Negándose a darse por vencido, Fera contraatacó.

—Sin embargo, me da la impresión de que esperas quedarte con una beduina que debería formar parte del lote de esclavos que corresponden a su majestad. El director de esclavos se me ha quejado de los malos tratos que ha sufrido en la Casa de Armas.

Antes de que Djoser tuviese tiempo de responder, intervino Merura.

—Exceso de celo por su parte, señor Fera. Esa joven nómada no es una esclava. Su comportamiento durante la campaña fue ejemplar, y nos permitió conocer el lugar en que se escondía Bashemat. Su nombre es Letis, hija del noble Mussef, que siempre ha mantenido excelentes relaciones con el nomo de Shedet. Su tribu fue aniquilada por los de Kattará por no querer unirse a ellos para entrar en guerra con Egipto. Letis es la única superviviente. Por eso, desearía que nuestro divino soberano le concediese la posibilidad de convertirse en egipcia y le ofreciese una recompensa.

—¿Dónde se encuentra esa muchacha a quien, si debo creerte, debemos la victoria? —preguntó Sanajt.

—¡Espera a serte presentada, oh gran rey!
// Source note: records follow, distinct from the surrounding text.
/// Compare a single type from `component` against its counterpart in the
/// reference component. Used for scope comparison; unlike the full component
/// comparison, a failing type comparator here fails the call.
pub fn compare_type(
    descriptor: &TypeDescriptor,
    reference_component: &Component,
    component: &Component,
    reference_baseline: &Baseline,
    baseline: &Baseline,
    ctx: &CompareContext<'_>,
) -> Result<Option<Delta>, CompareError> {
    if descriptor.is_nested() {
        return Ok(None);
    }
    let package = descriptor.package();
    let annotations = component.annotations(package, &descriptor.name);
    let visibility = annotations.visibility;
    let reference_annotations = reference_component.annotations(package, &descriptor.name);
    let reference_visibility = reference_annotations.visibility;
    let component_versioned = component.versioned_id();

    let Some(reference_descriptor) = reference_component.find_type(&descriptor.name, None) else {
        if filter::is_api(visibility, descriptor.modifiers) {
            return Ok(Some(type_leaf(
                component_versioned,
                DeltaKind::Added,
                DeltaFlag::Type,
                annotations.restrictions,
                descriptor.modifiers,
                &descriptor.name,
            )));
        }
        return Ok(None);
    };

    if !visibility.intersects(ctx.visibility) {
        if !reference_visibility.intersects(ctx.visibility) {
            return Ok(None);
        }
        if filter::is_api(reference_visibility, reference_descriptor.modifiers) {
            return Ok(Some(type_leaf(
                component_versioned,
                DeltaKind::Removed,
                DeltaFlag::ApiType,
                annotations.restrictions,
                descriptor.modifiers,
                &descriptor.name,
            )));
        }
    } else if !filter::is_api(reference_visibility, reference_descriptor.modifiers)
        && filter::is_api(visibility, descriptor.modifiers)
    {
        return Ok(Some(type_leaf(
            component_versioned,
            DeltaKind::Added,
            DeltaFlag::Type,
            annotations.restrictions,
            descriptor.modifiers,
            &descriptor.name,
        )));
    }

    if ctx.visibility == Visibility::API
        && (descriptor.modifiers.is_default() || descriptor.modifiers.is_private())
    {
        // reduced visibility when the reference side was accessible
        if reference_descriptor.modifiers.is_public()
            || reference_descriptor.modifiers.is_protected()
        {
            return Ok(Some(type_leaf(
                component_versioned,
                DeltaKind::Removed,
                DeltaFlag::ApiType,
                annotations.restrictions,
                descriptor.modifiers,
                &descriptor.name,
            )));
        }
        return Ok(None);
    }

    let pair = TypePair {
        reference: reference_descriptor,
        target: descriptor,
        reference_component,
        target_component: component,
        reference_baseline,
        target_baseline: baseline,
    };
    let comparison = ctx.type_comparator.compare(&pair, ctx.visibility)?;
    if let Some(status) = comparison.status {
        tracing::warn!(
            type_name = %descriptor.name,
            status = %status,
            "type comparison reported a diagnostic"
        );
    }
    Ok(comparison.delta)
}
A una orden suya, hicieron entrar a Letis y a Kebi, que aguardaban en el exterior del salón. Vestida con una larga túnica de lino blanco y con los ojos realzados mediante el kohl, la joven avanzó con un paso orgulloso que indicaba su origen noble. Cuando llegó ante Sanajt, se inclinó respetuosa.

—¡Sé bienvenida, Letis! El señor Merura nos ha dado cuenta de la ayuda que le prestaste. Desea que te eleve al rango de egipcia y que te ofrezca una recompensa. ¿Qué deseas tú?

Por medio de Kebi, Letis respondió:

—El gran soberano de Egipto me hace un honor muy grande. No deseo ninguna recompensa, sino permanecer al servicio del señor Djoser, si él así lo quiere.

Sanajt movió la cabeza.

—¡Pues que así sea!

Nekufer y Fera pusieron mala cara. Era evidente que habían conspirado para tratar de desacreditar una vez más a Djoser ante el rey. Pero éste, encantado con la victoria, no les había escuchado.

Djoser se inclinó para dar las gracias a su hermano. Sin embargo, la atmósfera de la corte le parecía más insoportable que nunca. Había comprendido que los ricos terratenientes, dirigidos por el gran visir Fera, habían tejido su tela de araña alrededor del rey. No tenía ningún deseo de permanecer en su compañía. La herencia de Meritrá le proporcionaba la posibilidad de hacerlo. A partir de ese momento iba a consagrarse a una nueva tarea: impedir que las gentes de su hacienda sufriesen el destino de los campesinos que dependían de aquellas aves rapaces. Y decidió dirigirse cuanto antes a su aldea de Kennehut.